David Guiraud a frappé fort à l’Assemblée nationale, démasquant Marine Le Pen et le Rassemblement national lors d’un débat crucial sur la CVAE. Avec une rhétorique percutante, il a dénoncé l’hypocrisie de leurs propositions économiques, accusant le RN de masquer des intérêts financiers derrière un discours prétendument populaire.
Dans une intervention explosive, Guiraud a exposé les contradictions du RN, affirmant que leurs amendements ne sont qu’un camouflage pour favoriser les grandes entreprises au détriment des classes populaires. “Vous vous êtes plus macronistes que les macronistes”, a-t-il lancé, soulignant que la suppression de la CVAE n’est rien d’autre qu’un braquage organisé.
Il a poursuivi en affirmant que chaque Français paiera le prix de ces choix politiques, à travers des hausses de prix sur les biens essentiels.
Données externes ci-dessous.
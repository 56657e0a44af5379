//! In-process fakes for pipeline tests.

use async_trait::async_trait;
use chrono::{DateTime, Utc};
use duebell_core::error::{DuebellError, Result};
use duebell_core::traits::{PushTransport, TaskStore, TransportError};
use duebell_core::types::{PushEndpoint, Subscription, Task};
use std::collections::HashMap;
use std::sync::Mutex;
use std::sync::atomic::{AtomicUsize, Ordering};

/// RFC 8291 example user-agent keys.
pub const P256DH: &str =
    "BCVxsr7N_eNgVRqvHtD0zTZsEc6-VV-JvLexhqUzORcxaOzi6-AYWXvTBHm4bjyPjs7Vd8pZGH6SRpkNtoIAiw4";
pub const AUTH: &str = "BTBZMqHH6r4Tts7J_aSIgg";

pub fn endpoint_url(name: &str) -> String {
    format!("https://push.example.com/{name}")
}

/// A subscription whose descriptor parses to `https://push.example.com/<id>`.
pub fn subscription(id: &str, updated_at: DateTime<Utc>) -> Subscription {
    Subscription::new(
        id,
        serde_json::json!({
            "endpoint": endpoint_url(id),
            "expirationTime": null,
            "keys": { "p256dh": P256DH, "auth": AUTH }
        }),
        updated_at,
    )
}

/// A subscription whose descriptor does not parse.
pub fn broken_subscription(id: &str, updated_at: DateTime<Utc>) -> Subscription {
    Subscription::new(id, serde_json::Value::String("{\"endpoint\":".into()), updated_at)
}

/// Store fake. Returns every task it holds from `due_tasks`, leaving the
/// due filter to the finder.
#[derive(Default)]
pub struct MemoryStore {
    pub tasks: Vec<Task>,
    pub subscriptions: Vec<Subscription>,
    pub fail_tasks: bool,
    pub fail_subscriptions: bool,
    pub subscription_queries: AtomicUsize,
}

#[async_trait]
impl TaskStore for MemoryStore {
    fn name(&self) -> &str {
        "memory"
    }

    async fn due_tasks(&self, _now: DateTime<Utc>) -> Result<Vec<Task>> {
        if self.fail_tasks {
            return Err(DuebellError::StoreUnavailable("connection refused".into()));
        }
        Ok(self.tasks.clone())
    }

    async fn subscriptions(&self) -> Result<Vec<Subscription>> {
        self.subscription_queries.fetch_add(1, Ordering::SeqCst);
        if self.fail_subscriptions {
            return Err(DuebellError::StoreUnavailable("connection reset".into()));
        }
        Ok(self.subscriptions.clone())
    }
}

/// How the fake transport answers for one endpoint.
#[derive(Debug, Clone, Copy)]
pub enum Behavior {
    Accept,
    Gone,
    Fail,
    Hang,
    Panic,
}

/// Transport fake. Accepts by default; records every call.
#[derive(Default)]
pub struct FakeTransport {
    behaviors: HashMap<String, Behavior>,
    calls: Mutex<Vec<(String, Vec<u8>)>>,
}

impl FakeTransport {
    pub fn new() -> Self {
        Self::default()
    }

    pub fn with(mut self, subscription_id: &str, behavior: Behavior) -> Self {
        self.behaviors.insert(endpoint_url(subscription_id), behavior);
        self
    }

    pub fn calls(&self) -> Vec<(String, Vec<u8>)> {
        self.calls.lock().unwrap().clone()
    }

    pub fn call_count(&self) -> usize {
        self.calls.lock().unwrap().len()
    }
}

#[async_trait]
impl PushTransport for FakeTransport {
    fn name(&self) -> &str {
        "fake"
    }

    async fn send(
        &self,
        endpoint: &PushEndpoint,
        payload: &[u8],
    ) -> std::result::Result<(), TransportError> {
        self.calls
            .lock()
            .unwrap()
            .push((endpoint.endpoint.clone(), payload.to_vec()));
        let behavior = self
            .behaviors
            .get(&endpoint.endpoint)
            .copied()
            .unwrap_or(Behavior::Accept);
        match behavior {
            Behavior::Accept => Ok(()),
            Behavior::Gone => Err(TransportError::from_status(410, "push subscription has unsubscribed or expired")),
            Behavior::Fail => Err(TransportError::from_status(503, "service unavailable")),
            Behavior::Hang => std::future::pending().await,
            Behavior::Panic => panic!("transport blew up"),
        }
    }
}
Chaque ticket de caisse, chaque plein d’essence, sont désormais des contributions à l’enrichissement des plus riches. Guiraud a martelé que le RN se déguise en défenseur du peuple, mais agit comme un lobby au service des milliardaires.
En abordant les chiffres, il a révélé que la suppression de la CVAE pourrait coûter 16 milliards d’euros par an, tout en dénonçant l’absurdité de compenser cette perte par une hausse de la TVA, qui frappe les plus pauvres. “Vous parlez de solidarité, mais vous la financez sur le dos des plus vulnérables”, a-t-il déclaré, suscitant des réactions vives dans l’hémicycle.
Guiraud a aussi critiqué la tendance du RN à se cacher derrière les petites entreprises pour justifier des mesures favorables aux grands groupes. “Les TPE et PME ne paient même pas la CVAE”, a-t-il rappelé, mettant en lumière l’ineptie de leur argumentation.

Ce débat, qui a vu les tensions monter d’un cran, a révélé des fractures profondes dans la politique française. Les accusations de trahison politique ont fusé, alors que le RN tentait de faire valoir ses propositions en matière de fiscalité.
La session a pris une tournure dramatique, avec des échanges houleux entre les députés. Guiraud a demandé à ses collègues de prendre conscience des conséquences de leurs décisions sur la vie quotidienne des Français. “Le temps des discours est révolu. Nous devons agir pour protéger les plus faibles”, a-t-il conclu, appelant à une mobilisation collective contre les injustices fiscales.
Cette confrontation à l’Assemblée nationale souligne l’urgence d’un débat public sur la fiscalité et les priorités économiques, alors que le pays fait face à des défis croissants. Les citoyens doivent être informés et mobilisés pour faire entendre leur voix dans cette lutte cruciale pour l’équité sociale.